In the WeNet format file , each line records a data sample of seven tab-separated columns. For example, a line is as follows (tab replaced with newline here):

```
utt:BAC009S0764W0121
feat:/export/data/asr-data/OpenSLR/33/data_aishell/wav/test/S0764/BAC009S0764W0121.wav
feat_shape:4.2039375
text:甚至出现交易几乎停滞的情况
token:甚 至 出 现 交 易 几 乎 停 滞 的 情 况
tokenid:2474 3116 331 2408 82 1684 321 47 235 2199 2553 1319 307
token_shape:13,4233
```

`feat_shape` is the duration(in seconds) of the wav.

#### Stage 4: Neural Network training

The NN model is trained in this step.

- Multi-GPU mode

If using DDP mode for multi-GPU, we suggest using `dist_backend="nccl"`. If the NCCL does not work, try using `gloo` or use `torch==1.6.0`
Set the GPU ids in CUDA_VISIBLE_DEVICES. For example, set `export CUDA_VISIBLE_DEVICES="0,1,2,3,6,7"` to use card 0,1,2,3,6,7.

- Resume training

If your experiment is terminated after running several epochs for some reasons (e.g. the GPU is accidentally used by other people and is out-of-memory ), you could continue the training from a checkpoint model. Just find out the finished epoch in `exp/your_exp/`, set  `checkpoint=exp/your_exp/$n.pt` and run the `run.sh --stage 4`. Then the training will continue from the $n+1.pt

- Config

The config of neural network structure, optimization parameter, loss parameters, and dataset can be set in a YAML format file.

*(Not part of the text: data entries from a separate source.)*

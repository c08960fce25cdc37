//! Indicator math over EOD bars. Pure functions; builders pick the tail
//! values they need.

use research_core::Bar;

/// Simple moving average; one value per complete window.
pub fn sma(data: &[f64], period: usize) -> Vec<f64> {
    if period == 0 || data.len() < period {
        return Vec::new();
    }
    data.windows(period)
        .map(|w| w.iter().sum::<f64>() / period as f64)
        .collect()
}

/// Exponential moving average seeded with the SMA of the first window.
pub fn ema(data: &[f64], period: usize) -> Vec<f64> {
    if period == 0 || data.len() < period {
        return Vec::new();
    }
    let alpha = 2.0 / (period as f64 + 1.0);
    let mut out = Vec::with_capacity(data.len() - period + 1);
    let seed = data[..period].iter().sum::<f64>() / period as f64;
    out.push(seed);
    for value in &data[period..] {
        let prev = out[out.len() - 1];
        out.push(alpha * value + (1.0 - alpha) * prev);
    }
    out
}

/// Wilder-smoothed RSI; one value per bar after the warm-up window.
pub fn rsi(closes: &[f64], period: usize) -> Vec<f64> {
    if period == 0 || closes.len() <= period {
        return Vec::new();
    }
    let mut gains = 0.0;
    let mut losses = 0.0;
    for w in closes[..=period].windows(2) {
        let delta = w[1] - w[0];
        if delta >= 0.0 {
            gains += delta;
        } else {
            losses -= delta;
        }
    }
    let mut avg_gain = gains / period as f64;
    let mut avg_loss = losses / period as f64;

    let mut out = Vec::with_capacity(closes.len() - period);
    out.push(rsi_value(avg_gain, avg_loss));
    for w in closes[period..].windows(2) {
        let delta = w[1] - w[0];
        let (gain, loss) = if delta >= 0.0 { (delta, 0.0) } else { (0.0, -delta) };
        avg_gain = (avg_gain * (period as f64 - 1.0) + gain) / period as f64;
        avg_loss = (avg_loss * (period as f64 - 1.0) + loss) / period as f64;
        out.push(rsi_value(avg_gain, avg_loss));
    }
    out
}

fn rsi_value(avg_gain: f64, avg_loss: f64) -> f64 {
    if avg_loss <= f64::EPSILON {
        return 100.0;
    }
    100.0 - 100.0 / (1.0 + avg_gain / avg_loss)
}

/// Average true range over the trailing `period` bars.
pub fn atr(bars: &[Bar], period: usize) -> Option<f64> {
    if period == 0 || bars.len() < period + 1 {
        return None;
    }
    let tail = &bars[bars.len() - period - 1..];
    let mut sum = 0.0;
    for w in tail.windows(2) {
        let prev_close = w[0].close;
        let bar = &w[1];
        let tr = (bar.high - bar.low)
            .max((bar.high - prev_close).abs())
            .max((bar.low - prev_close).abs());
        sum += tr;
    }
    Some(sum / period as f64)
}

/// Return over the trailing `days` bars, as a fraction.
pub fn trailing_return(closes: &[f64], days: usize) -> Option<f64> {
    if closes.len() <= days {
        return None;
    }
    let past = closes[closes.len() - 1 - days];
    let last = *closes.last()?;
    if past <= 0.0 {
        return None;
    }
    Some(last / past - 1.0)
}

/// Last value of the SMA over the trailing `period` bars.
pub fn last_sma(closes: &[f64], period: usize) -> Option<f64> {
    if period == 0 || closes.len() < period {
        return None;
    }
    Some(closes[closes.len() - period..].iter().sum::<f64>() / period as f64)
}

#[cfg(test)]
mod tests {
    use super::*;
    use chrono::NaiveDate;

    fn day(i: u32) -> NaiveDate {
        NaiveDate::from_ymd_opt(2024, 1, 1).unwrap() + chrono::Duration::days(i as i64)
    }

    fn bars_from(closes: &[f64]) -> Vec<Bar> {
        closes
            .iter()
            .enumerate()
            .map(|(i, &c)| Bar {
                date: day(i as u32),
                open: c - 0.5,
                high: c + 1.0,
                low: c - 1.0,
                close: c,
                volume: 1_000_000.0,
            })
            .collect()
    }

    #[test]
    fn sma_basic() {
        let result = sma(&[1.0, 2.0, 3.0, 4.0, 5.0], 3);
        assert_eq!(result.len(), 3);
        assert!((result[0] - 2.0).abs() < 0.001);
        assert!((result[2] - 4.0).abs() < 0.001);
    }

    #[test]
    fn sma_insufficient_data() {
        assert!(sma(&[1.0, 2.0], 5).is_empty());
    }

    #[test]
    fn rsi_stays_in_range() {
        let prices = vec![
            44.34, 44.09, 44.15, 43.61, 44.33, 44.83, 45.10, 45.42, 45.84, 46.08, 45.89, 46.03,
            45.61, 46.28, 46.28, 46.00, 46.03, 46.41, 46.22, 45.64,
        ];
        let result = rsi(&prices, 14);
        assert!(!result.is_empty());
        for value in &result {
            assert!((0.0..=100.0).contains(value));
        }
    }

    #[test]
    fn rsi_all_gains_saturates() {
        let prices: Vec<f64> = (1..=20).map(|i| i as f64).collect();
        let result = rsi(&prices, 14);
        assert!((result.last().unwrap() - 100.0).abs() < 0.001);
    }

    #[test]
    fn atr_positive_for_real_ranges() {
        let bars = bars_from(&[10.0, 11.0, 12.0, 11.5, 12.5, 13.0, 12.0, 13.5, 14.0, 13.0,
                               14.5, 15.0, 14.0, 15.5, 16.0, 15.0]);
        let value = atr(&bars, 14).unwrap();
        assert!(value > 0.0);
        assert!(atr(&bars[..5], 14).is_none());
    }

    #[test]
    fn trailing_return_window() {
        let closes = vec![100.0, 105.0, 110.0, 120.0];
        let r = trailing_return(&closes, 3).unwrap();
        assert!((r - 0.2).abs() < 1e-9);
        assert!(trailing_return(&closes, 4).is_none());
    }

    #[test]
    fn ema_tracks_uptrend() {
        let data: Vec<f64> = (1..=10).map(|i| i as f64).collect();
        let result = ema(&data, 3);
        for w in result.windows(2) {
            assert!(w[1] > w[0]);
        }
    }
}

In `conf/`,  we provide several models like transformer and conformer. see `conf/train_conformer.yaml` for reference.

- Use Tensorboard

The training takes several hours. The actual time depends on the number and type of your GPU cards. In an 8-card 2080 Ti machine, it takes about less than one day for 50 epochs.
You could use tensorboard to monitor the loss.

```
tensorboard --logdir tensorboard/$your_exp_name/ --port 12598 --bind_all
```

#### Stage 5: Recognize wav using the trained model

This stage shows how to recognize a set of wavs into texts. It also shows how to do the model averaging.

- Average model

If `${average_checkpoint}` is set to `true`, the best `${average_num}` models on cross validation set will be averaged to generate a boosted model and used for recognition.

- Decoding

Recognition is also called decoding or inference. The function of the NN will be applied on the input acoustic feature sequence to output a sequence of text.

Four decoding methods are provided in WeNet:

* `ctc_greedy_search` : encoder + CTC greedy search
* `ctc_prefix_beam_search` :  encoder + CTC prefix beam search
* `attention` : encoder + attention-based decoder decoding
* `attention_rescoring` : rescoring the ctc candidates from ctc prefix beam search with encoder output on attention-based decoder.

In general, attention_rescoring is the best method. Please see [U2 paper](https://arxiv.org/pdf/2012.05481.pdf) for the details of these algorithms.

`--beam_size` is a tunable parameter, a large beam size may get better results but also cause higher computation cost.

`--batch_size` can be greater than 1 for "ctc_greedy_search" and "attention" decoding mode, and must be 1 for "ctc_prefix_beam_search" and "attention_rescoring" decoding mode.

- WER evaluation

`tools/compute-wer.py` will calculate the word (or char) error rate of the result. If you run the recipe without any change, you may get WER ~= 5%.


#### Stage 6: Export the trained model

`wenet/bin/export_jit.py` will export the trained model using Libtorch. The exported model files can be easily used for inference in other programming languages such as C++.